< Psalmen 11 >

1 Een psalm van David, voor den opperzangmeester. Ik betrouw op den HEERE; hoe zegt gijlieden tot mijn ziel: Zwerft henen naar ulieder gebergte, als een vogel?
For the choirmaster. Of David. In the LORD I take refuge. How then can you say to me: “Flee like a bird to your mountain!
2 Want ziet, de goddelozen spannen den boog, zij schikken hun pijlen op de pees, om in het donkere te schieten naar de oprechten van harte.
For behold, the wicked bend their bows.
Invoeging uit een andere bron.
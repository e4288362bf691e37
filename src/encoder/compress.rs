//! 0xFE escaping and repeat compression
//!
//! Every literal 0xFE in a track body is written as `FE FE`. With compression
//! enabled, byte runs that already occur earlier in the same track are
//! replaced by `FE hi lo count`, where `hi << 8 | lo` is the distance from the
//! marker back to the earlier copy.
//!
//! The decoder replays referenced bytes verbatim, so a source range must not
//! contain 0xFE itself, and it must end at or before the marker. A distance
//! whose high byte is 0xFE would read back as a literal and is never used.

use crate::game_parser::REPEAT_MARKER;
use std::collections::HashMap;

/// Shortest run worth a four-byte marker
pub const MIN_REPEAT: usize = 5;

/// Longest run one marker can replay
pub const MAX_REPEAT: usize = 0xFF;

/// Farthest a marker can reach back
const MAX_DISTANCE: usize = 0xFFFF;

/// Candidate positions checked per lookup
const MAX_CANDIDATES: usize = 64;

/// Append `raw` to `out`, doubling every 0xFE
pub fn escape_into(raw: &[u8], out: &mut Vec<u8>) {
    for &byte in raw {
        out.push(byte);
        if byte == REPEAT_MARKER {
            out.push(REPEAT_MARKER);
        }
    }
}

/// Length of `raw` once escaped
pub fn escaped_len(raw: &[u8]) -> usize {
    raw.len() + raw.iter().filter(|&&byte| byte == REPEAT_MARKER).count()
}

/// Writes one track's bytes, optionally replacing repeats with back-references.
///
/// The packer indexes everything already in the output buffer, so it must
/// see every byte of a single track and nothing else.
#[derive(Debug, Default)]
pub struct RepeatPacker {
    compress: bool,
    index: HashMap<[u8; 3], Vec<usize>>,
    indexed: usize,
}

impl RepeatPacker {
    /// Packer for one track
    pub fn new(compress: bool) -> Self {
        RepeatPacker {
            compress,
            ..Self::default()
        }
    }

    /// Append `raw` to `out`. References never reach past the end of `raw`,
    /// so a run boundary can be placed between two calls.
    pub fn pack(&mut self, raw: &[u8], out: &mut Vec<u8>) {
        let mut position = 0;
        while position < raw.len() {
            if self.compress {
                self.update_index(out);
                if let Some((distance, length)) = self.longest_match(&raw[position..], out) {
                    out.push(REPEAT_MARKER);
                    out.extend_from_slice(&distance.to_be_bytes());
                    out.push(length as u8);
                    position += length;
                    continue;
                }
            }
            escape_into(&raw[position..position + 1], out);
            position += 1;
        }
    }

    fn update_index(&mut self, out: &[u8]) {
        let end = out.len().saturating_sub(2);
        for start in self.indexed..end {
            let key = [out[start], out[start + 1], out[start + 2]];
            if !key.contains(&REPEAT_MARKER) {
                self.index.entry(key).or_default().push(start);
            }
        }
        self.indexed = self.indexed.max(end);
    }

    fn longest_match(&self, rest: &[u8], out: &[u8]) -> Option<(u16, usize)> {
        if rest.len() < MIN_REPEAT {
            return None;
        }
        let key = [rest[0], rest[1], rest[2]];
        let candidates = self.index.get(&key)?;
        let marker = out.len();

        let mut best: Option<(u16, usize)> = None;
        for &start in candidates.iter().rev().take(MAX_CANDIDATES) {
            let distance = marker - start;
            if distance > MAX_DISTANCE {
                break;
            }
            if (distance >> 8) as u8 == REPEAT_MARKER {
                continue;
            }

            let limit = rest.len().min(MAX_REPEAT).min(distance);
            let length = out[start..start + limit]
                .iter()
                .zip(rest)
                .take_while(|&(&source, &wanted)| source != REPEAT_MARKER && source == wanted)
                .count();
            if length >= MIN_REPEAT && best.map_or(true, |(_, longest)| length > longest) {
                best = Some((distance as u16, length));
                if length == MAX_REPEAT {
                    break;
                }
            }
        }
        best
    }
}

#[cfg(test)]
mod tests {
    use super::*;
    use crate::game_parser::ByteCursor;

    /// Read `out` back through the decoder's cursor
    fn expand(out: &[u8], len: usize) -> Vec<u8> {
        let mut cursor = ByteCursor::new(out, 0);
        (0..len).map(|_| cursor.read_byte(true).unwrap()).collect()
    }

    #[test]
    fn test_escape() {
        let mut out = Vec::new();
        escape_into(&[0x01, 0xFE, 0x02], &mut out);
        assert_eq!(out, vec![0x01, 0xFE, 0xFE, 0x02]);
        assert_eq!(escaped_len(&[0xFE, 0xFE, 0x00]), 5);
    }

    #[test]
    fn test_plain_packer_only_escapes() {
        let raw = [1, 2, 3, 4, 5, 6, 1, 2, 3, 4, 5, 6, 0xFE];
        let mut out = Vec::new();
        RepeatPacker::new(false).pack(&raw, &mut out);
        assert_eq!(out.len(), raw.len() + 1);
    }

    #[test]
    fn test_repeat_becomes_reference() {
        let raw = [1, 2, 3, 4, 5, 6, 1, 2, 3, 4, 5, 6, 7];
        let mut out = Vec::new();
        RepeatPacker::new(true).pack(&raw, &mut out);
        assert_eq!(out, vec![1, 2, 3, 4, 5, 6, 0xFE, 0x00, 0x06, 0x06, 7]);
        assert_eq!(expand(&out, raw.len()), raw);
    }

    #[test]
    fn test_short_repeats_stay_literal() {
        let raw = [1, 2, 3, 4, 9, 1, 2, 3, 4];
        let mut out = Vec::new();
        RepeatPacker::new(true).pack(&raw, &mut out);
        assert_eq!(out, raw);
    }

    #[test]
    fn test_source_with_marker_byte_is_skipped() {
        let raw = [1, 2, 0xFE, 4, 5, 6, 1, 2, 0xFE, 4, 5, 6];
        let mut out = Vec::new();
        RepeatPacker::new(true).pack(&raw, &mut out);
        assert!(out.len() >= raw.len());
        assert_eq!(expand(&out, raw.len()), raw);
    }

    #[test]
    fn test_references_span_calls() {
        let mut packer = RepeatPacker::new(true);
        let mut out = Vec::new();
        packer.pack(&[10, 11, 12, 13, 14, 15], &mut out);
        packer.pack(&[10, 11, 12, 13, 14, 15], &mut out);
        assert_eq!(out.len(), 10);
        assert_eq!(expand(&out, 12), vec![10, 11, 12, 13, 14, 15, 10, 11, 12, 13, 14, 15]);
    }

    #[test]
    fn test_long_run_is_split() {
        let block: Vec<u8> = (0..=255u16).map(|value| (value % 0xF0) as u8).collect();
        let mut raw = block.clone();
        raw.extend_from_slice(&block);
        let mut out = Vec::new();
        RepeatPacker::new(true).pack(&raw, &mut out);
        assert!(out.len() < raw.len());
        assert_eq!(expand(&out, raw.len()), raw);
    }
}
They set their arrow on the string to shoot from the shadows at the upright in heart.
3 Zekerlijk, de fondamenten worden omgestoten; wat heeft de rechtvaardige bedreven?
If the foundations are destroyed, what can the righteous do?”
4 De HEERE is in het paleis Zijner heiligheid, des HEEREN troon is in den hemel; Zijn ogen aanschouwen, Zijn oogleden proeven de mensenkinderen.
The LORD is in His holy temple; the LORD is on His heavenly throne. His eyes are watching closely; they examine the sons of men.
5 De HEERE proeft den rechtvaardige; maar den goddeloze, en dien, die geweld liefheeft, haat Zijn ziel.
The LORD tests the righteous and the wicked; His soul hates the lover of violence.
6 Hij zal op de goddelozen regenen strikken, vuur en zwavel; en een geweldige stormwind zal het deel huns bekers zijn.
On the wicked He will rain down fiery coals and sulfur; a scorching wind will be their portion.
7 Want de HEERE is rechtvaardig, Hij heeft gerechtigheden lief; Zijn aangezicht aanschouwt den oprechte.
For the LORD is righteous; He loves justice. The upright will see His face.